If I had a problem, it was “mission creep.” The print issue became a print-and-online issue. Well, making PDFs of the print articles is easy enough. Then the publisher started making noises about a fully HTML online issue. My Web-design skills are about early-2000s level, and I did not want to invest in more software and to climb the learning curve.

It was more about time than money, really. The money has been helpful and the content was interesting, but I want to spend more time on The Pomegranate and on other Pagan studies-related editorial and writing projects. I have worked with Richard Newton on a year’s worth of issues now, and I like what he is doing with the Bulletin, but it is time for me to concentrate on other things.

Joining Folklore: The Electronic Journal of Folklore

The Estonian Literary Museum, Tartu

Last month I accepted an invitation to join the editorial board of Folklore: The Electronic Journal of Folklore, which is published by the Estonian Literary Museum in the city of Tartu.

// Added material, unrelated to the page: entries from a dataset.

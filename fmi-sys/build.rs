use std::{env, path::PathBuf};

fn main() {
    let out_path = PathBuf::from(env::var("OUT_DIR").expect("OUT_DIR is set by cargo"));

    #[cfg(feature = "fmi2")]
    {
        println!("cargo:rerun-if-changed=src/fmi2/logger.c");
        println!("cargo:rerun-if-changed=fmi-standard2/headers");

        cc::Build::new()
            .file("src/fmi2/logger.c")
            .include("fmi-standard2/headers")
            .compile("fmi2logger");

        let bindings = bindgen::Builder::default()
            .header("fmi-standard2/headers/fmi2Functions.h")
            .dynamic_link_require_all(false)
            .dynamic_library_name("Fmi2Binding")
            .allowlist_item("fmi2.*")
            .parse_callbacks(Box::new(bindgen::CargoCallbacks::new()))
            .wrap_unsafe_ops(true)
            .generate()
            .expect("Unable to generate FMI 2.0 bindings");

        bindings
            .write_to_file(out_path.join("fmi2_bindings.rs"))
            .expect("Couldn't write FMI 2.0 bindings");
    }
}
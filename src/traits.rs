//! The seam between the scheduler and an FMU implementation.

use crate::fmi2::{binding, Fmi2Error, Fmi2Res};

/// The subset of the FMI 2.0 Co-Simulation interface the scheduler drives.
///
/// Implemented by [`crate::fmi2::instance::Instance`] for native FMUs; any other implementation
/// (a pure-Rust model, a test double) can be wrapped in a [`crate::FmuBinding`] the same way.
pub trait CoSimulation {
    /// The FMI-standard version string
    fn get_version(&self) -> &str;

    fn get_types_platform(&self) -> &str;

    /// Informs the FMU to setup the experiment. Must be called after instantiation (or reset)
    /// and before `enter_initialization_mode()`.
    ///
    /// If `tolerance` is `Some(..)`, the slave may use it for the error estimation of its
    /// internal integrator. An FMU for Co-Simulation might ignore this argument.
    fn setup_experiment(
        &mut self,
        tolerance: Option<f64>,
        start_time: f64,
        stop_time: Option<f64>,
    ) -> Result<Fmi2Res, Fmi2Error>;

    /// Informs the FMU to enter Initialization Mode.
    ///
    /// Variables with `initial = "exact"` or `"approx"` may be set before this call; initial
    /// values that depend on parameters are set between this call and
    /// `exit_initialization_mode()`.
    fn enter_initialization_mode(&mut self) -> Result<Fmi2Res, Fmi2Error>;

    fn exit_initialization_mode(&mut self) -> Result<Fmi2Res, Fmi2Error>;

    /// Informs the FMU that the simulation run is terminated.
    fn terminate(&mut self) -> Result<Fmi2Res, Fmi2Error>;

    /// Puts the FMU back into the state it had right after instantiation.
    fn reset(&mut self) -> Result<Fmi2Res, Fmi2Error>;

    fn get_real(
        &mut self,
        vrs: &[binding::fmi2ValueReference],
        values: &mut [binding::fmi2Real],
    ) -> Result<Fmi2Res, Fmi2Error>;

    fn set_real(
        &mut self,
        vrs: &[binding::fmi2ValueReference],
        values: &[binding::fmi2Real],
    ) -> Result<Fmi2Res, Fmi2Error>;

    /// The computation of a time step is started.
    ///
    /// `no_set_fmu_state_prior_to_current_point` is `true` if the master will not roll back to
    /// a point before `current_communication_point`.
    fn do_step(
        &mut self,
        current_communication_point: f64,
        communication_step_size: f64,
        no_set_fmu_state_prior_to_current_point: bool,
    ) -> Result<Fmi2Res, Fmi2Error>;
}
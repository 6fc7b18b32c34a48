use yaserde_derive::YaDeserialize;

/// Present in the model description if the FMU implements FMI for Model Exchange.
#[derive(Clone, Default, PartialEq, Debug, YaDeserialize)]
pub struct ModelExchange {
    /// Short class name according to C-syntax
    #[yaserde(attribute = true, rename = "modelIdentifier")]
    pub model_identifier: String,

    /// If true, a tool is needed to execute the model and the FMU just contains the communication
    /// to this tool.
    #[yaserde(attribute = true, rename = "needsExecutionTool")]
    pub needs_execution_tool: bool,
}

/// Present in the model description if the FMU implements FMI for Co-Simulation.
#[derive(Clone, Default, PartialEq, Debug, YaDeserialize)]
pub struct CoSimulation {
    /// Short class name according to C-syntax, also the base name of the shared library.
    #[yaserde(attribute = true, rename = "modelIdentifier")]
    pub model_identifier: String,

    #[yaserde(attribute = true, rename = "needsExecutionTool")]
    pub needs_execution_tool: bool,

    #[yaserde(attribute = true, rename = "canHandleVariableCommunicationStepSize")]
    pub can_handle_variable_communication_step_size: bool,

    #[yaserde(attribute = true, rename = "canBeInstantiatedOnlyOncePerProcess")]
    pub can_be_instantiated_only_once_per_process: bool,

    #[yaserde(attribute = true, rename = "canNotUseMemoryManagementFunctions")]
    pub can_not_use_memory_management_functions: bool,

    #[yaserde(attribute = true, rename = "canGetAndSetFMUstate")]
    pub can_get_and_set_fmu_state: bool,

    #[yaserde(attribute = true, rename = "canSerializeFMUstate")]
    pub can_serialize_fmu_state: bool,
}

/// The interface kinds an FMU provides.
#[derive(Clone, Copy, PartialEq, Eq, Debug)]
pub enum FmuKind {
    ModelExchange,
    CoSimulation,
    /// Both interfaces are implemented by the same binary.
    ModelExchangeAndCoSimulation,
}

impl FmuKind {
    pub fn supports_co_simulation(self) -> bool {
        !matches!(self, FmuKind::ModelExchange)
    }
}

They have not yet updated the website, but you know how that goes.

Because Folklore is government-supported and Web-only, you can read the contents online. The articles are in English—otherwise I would not be much use to them, nor would the other board members from the USA, Ireland, India . . .

Here, for example, is “The Transmission of Knowledge among Estonian Witch Doctors,” by the editor, Mare Kõiva, the one who invited me.

It is not all about Estonia, however; I see articles from the other Baltic nations and from Finland, Russia, Ireland, and elsewhere. And you will find occasional articles on native Paganism, shamanism, etc.

My family has no Baltic corrections, although my oldest sister spent the last couple of years of her life in Kaunas, Lithuania, which is too long a story to tell here.

It would be great to go there sometime, pick a few mushrooms, and read or write in a room like this one.

Maybe I could drop in on the secret cyberforce. They probably have already read this post.

Our guys in Multicam are there too. You didn’t know? They probably never get to use the folklore reading room.